Allowed request count
Rejected request count
Rate limit hit rate
Redis latency
Redis error rate
Hot keys
Config update latency
False positive complaints
Backend protection effectiveness

Logs

追踪：

request_id
rate_limit_key
algorithm
limit
remaining
decision
reason

👉 面试回答

可观测性非常重要，因为 rate limiter 会直接影响用户流量。

我会追踪 allowed / rejected requests、 Redis latency、hot keys、limit hit rate，以及对后端错误率的影响。

详细日志可以帮助排查 false positives，并安全地调整限流规则。

1️⃣4️⃣ 一致性模型

需要更强一致性的场景

安全敏感限流
Payment 或 login abuse prevention
Billing quota enforcement

可以接受近似 / 最终一致的场景

通用 API 流量整形
Soft quotas
Best-effort abuse prevention
Internal service protection

👉 面试回答

Rate limiting 通常不需要完美一致性。

对大多数 API 来说，近似限制是可以接受的，因为目标是保护系统和保证公平性。

但对于安全敏感或 billing 相关的限制，更强一致性和可审计性会更重要。

1️⃣5️⃣ End-to-End Flow

Request Flow

Client request
→ API Gateway
→ Build rate limit key
→ Load config
→ Check local limiter
→ Check global Redis limiter
→ Allow or reject
→ Forward to backend if allowed

Redis Limiter Flow

Gateway
→ Execute Redis Lua script
→ Atomically update counter/token state
→ Return allow/reject decision

Limited Flow

Request exceeds limit
→ Return HTTP 429
→ Include Retry-After header
→ Log decision
→ Emit metric

Key Insight

Rate Limiter 不是简单计数器，它是一个低延迟的分布式流量控制系统。

🧠 Staff-Level Answer（最终版）

👉 面试回答（完整背诵版）

在设计 Rate Limiter 时，我会把它看作一个低延迟的分布式流量控制系统，用来保护后端服务免受滥用、突发流量和不公平资源使用的影响。

我通常会将它放在 API Gateway 层，这样可以在请求到达后端之前进行拦截。

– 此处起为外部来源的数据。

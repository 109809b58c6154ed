//! Command line interface for pomodoro.

pub mod args;
pub mod commands;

系统需要支持按 user、IP、API key、tenant、 endpoint 和 user tier 等不同维度限流。

在算法选择上， fixed window 简单但有窗口边界突发问题； sliding window log 准确但成本高； sliding window counter 是一个较好的折中； token bucket 则适合允许受控突发，同时限制长期平均速率。

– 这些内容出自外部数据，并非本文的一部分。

//! Application state for the TUI.

use std::time::{Duration, Instant};

use tracing::info;

use crate::features::focus::{
    Configuration, PhaseCompletion, Phase, Pomodoro, RawSettingsInput, TimerSnapshot,
};

/// How long to wait for input when no tick is scheduled.
const IDLE_POLL: Duration = Duration::from_secs(60);

/// Something the user asked for.
#[derive(Debug, Clone, Copy, PartialEq, Eq)]
pub enum Action {
    /// Quit the application.
    Quit,
    /// Start when paused, pause when running.
    Toggle,
    /// Reset the current phase.
    Reset,
    /// Jump to a phase.
    Switch(Phase),
    /// Open the settings form.
    EditSettings,
    /// Save the settings form.
    SaveSettings,
    /// Close the settings form without saving.
    CancelSettings,
}

/// Labels of the settings form fields, in tab order.
pub const FORM_LABELS: [&str; 4] = [
    "Work (minutes)",
    "Short break (minutes)",
    "Long break (minutes)",
    "Sessions before long break",
];

/// The four-field settings form.
#[derive(Debug, Clone, PartialEq, Eq)]
pub struct SettingsForm {
    /// Field contents, in [`FORM_LABELS`] order.
    pub fields: [String; 4],
    /// Index of the focused field.
    pub focused: usize,
}

impl SettingsForm {
    /// Pre-fill the form from saved settings.
    #[must_use]
    pub fn from_configuration(config: &Configuration) -> Self {
        let raw = RawSettingsInput::from(config);
        Self {
            fields: [
                raw.work,
                raw.short_break,
                raw.long_break,
                raw.sessions_before_long,
            ],
            focused: 0,
        }
    }

    /// Move focus to the next field, wrapping around.
    pub fn next_field(&mut self) {
        self.focused = (self.focused + 1) % self.fields.len();
    }

    /// Move focus to the previous field, wrapping around.
    pub fn previous_field(&mut self) {
        self.focused = (self.focused + self.fields.len() - 1) % self.fields.len();
    }

    /// Type a character into the focused field.
    pub fn push(&mut self, c: char) {
        self.fields[self.focused].push(c);
    }

    /// Delete the last character of the focused field.
    pub fn backspace(&mut self) {
        self.fields[self.focused].pop();
    }

    /// Current contents as unvalidated settings.
    #[must_use]
    pub fn to_raw(&self) -> RawSettingsInput {
        let [work, short_break, long_break, sessions] = self.fields.clone();
        RawSettingsInput::new(work, short_break, long_break, sessions)
    }
}

/// Application state.
pub struct App {
    /// The timer being shown.
    pomodoro: Pomodoro,
    /// Status message to display.
    pub status: Option<String>,
    /// Open settings form, if any.
    pub form: Option<SettingsForm>,
}

impl App {
    /// Create a new app instance.
    #[must_use]
    pub const fn new(pomodoro: Pomodoro) -> Self {
        Self {
            pomodoro,
            status: None,
            form: None,
        }
    }

    /// Presentation view of the timer.
    #[must_use]
    pub fn snapshot(&self) -> TimerSnapshot {
        self.pomodoro.snapshot()
    }

    /// How long the event loop may block waiting for input.
    #[must_use]
    pub fn poll_timeout(&self, now: Instant) -> Duration {
        self.pomodoro.time_until_tick(now).unwrap_or(IDLE_POLL)
    }

    /// Apply a user action. Returns `false` when the app should quit.
    pub fn apply(&mut self, action: Action, now: Instant) -> bool {
        match action {
            Action::Quit => return false,
            Action::Toggle => {
                self.pomodoro.toggle(now);
                self.status = None;
            }
            Action::Reset => {
                self.pomodoro.reset();
                self.status = Some("Timer reset".to_string());
            }
            Action::Switch(phase) => {
                self.pomodoro.switch_phase(phase);
                self.status = Some(format!("Switched to {phase}"));
            }
            Action::EditSettings => {
                self.form = Some(SettingsForm::from_configuration(
                    &self.pomodoro.configuration(),
                ));
            }
            Action::SaveSettings => {
                if let Some(form) = self.form.take() {
                    let saved = self.pomodoro.save_settings(&form.to_raw());
                    info!(?saved, "Settings saved from form");
                    self.status = Some("Settings saved".to_string());
                }
            }
            Action::CancelSettings => {
                self.form = None;
            }
        }
        true
    }

    /// Deliver due ticks and report any phase change.
    pub fn pump(&mut self, now: Instant) {
        for completion in self.pomodoro.pump(now) {
            self.status = Some(completion_message(&completion));
        }
    }

    /// Stop the timer and release its resources.
    pub fn finish(self) -> TimerSnapshot {
        let snapshot = self.pomodoro.dispose();
        info!(
            completed_work_sessions = snapshot.completed_work_sessions,
            "Timer closed"
        );
        snapshot
    }
}

fn completion_message(completion: &PhaseCompletion) -> String {
    if completion.completed.is_break() {
        "Break over. Back to work".to_string()
    } else {
        format!(
            "Work session {} done. Time for a {}",
            completion.completed_work_sessions,
            completion.next.display_name().to_lowercase()
        )
    }
}

#[cfg(test)]
mod tests {
    use super::*;
    use crate::features::chime::SilentChime;
    use crate::features::focus::ConfigStore;
    use crate::storage::MemoryStore;
    use std::rc::Rc;

    const SECOND: Duration = Duration::from_secs(1);

    fn app() -> App {
        let store = ConfigStore::new(Rc::new(MemoryStore::new()));
        App::new(Pomodoro::new(store, Box::new(SilentChime), SECOND))
    }

    #[test]
    fn test_form_prefill_and_navigation() {
        let mut form = SettingsForm::from_configuration(&Configuration::default());
        assert_eq!(form.fields, ["25", "5", "15", "4"].map(String::from));

        form.previous_field();
        assert_eq!(form.focused, 3);
        form.next_field();
        form.next_field();
        assert_eq!(form.focused, 1);

        form.backspace();
        form.push('9');
        assert_eq!(form.to_raw().short_break, "9");
    }

    #[test]
    fn test_toggle_and_poll_timeout() {
        let mut app = app();
        let t0 = Instant::now();

        assert_eq!(app.poll_timeout(t0), IDLE_POLL);
        assert!(app.apply(Action::Toggle, t0));
        assert!(app.snapshot().is_running);
        assert_eq!(app.poll_timeout(t0), SECOND);

        app.pump(t0 + SECOND * 2);
        assert_eq!(app.snapshot().clock, "24:58");
    }

    #[test]
    fn test_quit() {
        let mut app = app();
        assert!(!app.apply(Action::Quit, Instant::now()));
    }

    #[test]
    fn test_save_settings_from_form() {
        let mut app = app();
        let now = Instant::now();

        app.apply(Action::EditSettings, now);
        let form = app.form.as_mut().unwrap();
        form.fields[0] = "50".to_string();
        app.apply(Action::SaveSettings, now);

        assert!(app.form.is_none());
        assert_eq!(app.status.as_deref(), Some("Settings saved"));
        assert_eq!(app.snapshot().clock, "50:00");
    }

    #[test]
    fn test_cancel_settings_discards_changes() {
        let mut app = app();
        let now = Instant::now();

        app.apply(Action::EditSettings, now);
        app.form.as_mut().unwrap().fields[0] = "50".to_string();
        app.apply(Action::CancelSettings, now);

        assert!(app.form.is_none());
        assert_eq!(app.snapshot().clock, "25:00");
    }

    #[test]
    fn test_switch_and_reset() {
        let mut app = app();
        let now = Instant::now();

        app.apply(Action::Switch(Phase::ShortBreak), now);
        assert_eq!(app.snapshot().phase, Phase::ShortBreak);
        assert_eq!(app.status.as_deref(), Some("Switched to Short Break"));

        app.apply(Action::Toggle, now);
        app.pump(now + SECOND * 30);
        app.apply(Action::Reset, now + SECOND * 30);
        assert_eq!(app.snapshot().clock, "05:00");
        assert!(!app.snapshot().is_running);
    }

    #[test]
    fn test_completion_sets_status() {
        let mut app = app();
        let now = Instant::now();

        app.apply(Action::EditSettings, now);
        app.form.as_mut().unwrap().fields[0] = "1".to_string();
        app.apply(Action::SaveSettings, now);
        app.apply(Action::Toggle, now);
        app.pump(now + SECOND * 60);

        assert_eq!(
            app.status.as_deref(),
            Some("Work session 1 done. Time for a short break")
        );
        assert_eq!(app.snapshot().phase, Phase::ShortBreak);
    }

    #[test]
    fn test_break_completion_sets_status() {
        let mut app = app();
        let now = Instant::now();

        app.apply(Action::EditSettings, now);
        app.form.as_mut().unwrap().fields[1] = "1".to_string();
        app.apply(Action::SaveSettings, now);
        app.apply(Action::Switch(Phase::ShortBreak), now);
        app.apply(Action::Toggle, now);
        app.pump(now + SECOND * 60);

        assert_eq!(app.status.as_deref(), Some("Break over. Back to work"));
        assert_eq!(app.snapshot().phase, Phase::Work);
    }

    #[test]
    fn test_finish_returns_final_snapshot() {
        let mut app = app();
        let now = Instant::now();
        app.apply(Action::Toggle, now);
        app.pump(now + SECOND * 3);

        let snapshot = app.finish();

        assert!(!snapshot.is_running);
        assert_eq!(snapshot.seconds_remaining, 1497);
    }
}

在分布式环境中，我会采用 hybrid 设计：使用 local limiter 做低延迟保护，使用 Redis-based global limiter 做更准确的全局限制。

Redis Lua script 可以保证 counter 更新的原子性，避免高并发下的 race condition。

Rate limit config 应该集中管理，并缓存在 gateway 节点本地。

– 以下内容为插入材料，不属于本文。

//! Application preferences for pomodoro.
//!
//! Preferences are loaded from `~/.pomodoro/config.yaml`. They cover how the
//! program behaves around the timer (sound, tick pacing); the timer durations
//! themselves live in the key-value store, see
//! [`ConfigStore`](crate::features::focus::ConfigStore).

use std::path::PathBuf;

use serde::{Deserialize, Serialize};

use crate::error::PomodoroError;

/// Main configuration structure.
#[derive(Debug, Clone, Serialize, Deserialize, Default, PartialEq, Eq)]
#[serde(default)]
pub struct Config {
    /// Sound settings.
    pub sound: SoundConfig,
    /// Timer pacing settings.
    pub timer: TimerConfig,
}

/// Chime playback settings.
#[derive(Debug, Clone, Serialize, Deserialize, PartialEq, Eq)]
#[serde(default)]
pub struct SoundConfig {
    /// Play a chime when a phase completes.
    #[serde(default = "default_true")]
    pub enabled: bool,
    /// Sound clip played on phase completion.
    #[serde(default)]
    pub clip: Option<PathBuf>,
    /// Player command used for the clip (auto-detected when unset).
    #[serde(default)]
    pub player: Option<String>,
    /// Synthesize a short tone when the clip cannot be played.
    #[serde(default = "default_true")]
    pub fallback_tone: bool,
}

/// Timer pacing settings.
#[derive(Debug, Clone, Serialize, Deserialize, PartialEq, Eq)]
#[serde(default)]
pub struct TimerConfig {
    /// Interval between ticks in milliseconds.
    #[serde(default = "default_tick_interval")]
    pub tick_interval_ms: u64,
}

const fn default_true() -> bool {
    true
}

const fn default_tick_interval() -> u64 {
    1000
}

impl Default for SoundConfig {
    fn default() -> Self {
        Self {
            enabled: default_true(),
            clip: None,
            player: None,
            fallback_tone: default_true(),
        }
    }
}

impl Default for TimerConfig {
    fn default() -> Self {
        Self {
            tick_interval_ms: default_tick_interval(),
        }
    }
}

impl Config {
    /// Load configuration from a specific path.
    ///
    /// If the config file doesn't exist, returns default configuration.
    ///
    /// # Errors
    ///
    /// Returns an error if the config file exists but cannot be parsed.
    pub fn load_from_path(path: &std::path::Path) -> Result<Self, PomodoroError> {
        if !path.exists() {
            return Ok(Self::default());
        }

        let contents = std::fs::read_to_string(path).map_err(|e| {
            PomodoroError::Config(format!(
                "Failed to read config file {}: {e}",
                path.display()
            ))
        })?;

        serde_yaml::from_str(&contents).map_err(|e| {
            PomodoroError::Config(format!(
                "Failed to parse config file {}: {e}",
                path.display()
            ))
        })
    }

    /// Tick interval as a [`std::time::Duration`], never shorter than 10ms.
    #[must_use]
    pub fn tick_interval(&self) -> std::time::Duration {
        std::time::Duration::from_millis(self.timer.tick_interval_ms.max(10))
    }
}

当请求超过限制时，系统应该返回 HTTP 429 和 Retry-After。

故障处理取决于 API 类型：安全敏感 API 可以 fail closed，普通用户 API 可以 fail open 并使用本地 fallback。

核心权衡包括准确性、延迟、可用性、内存使用和运维复杂度。

最终目标是在尽量不影响正常用户的前提下，保护后端系统并保证资源使用公平。

⭐ Final Insight

Rate Limiter 的核心不是简单计数，而是在分布式系统中用极低延迟实现公平性、保护性和可控性。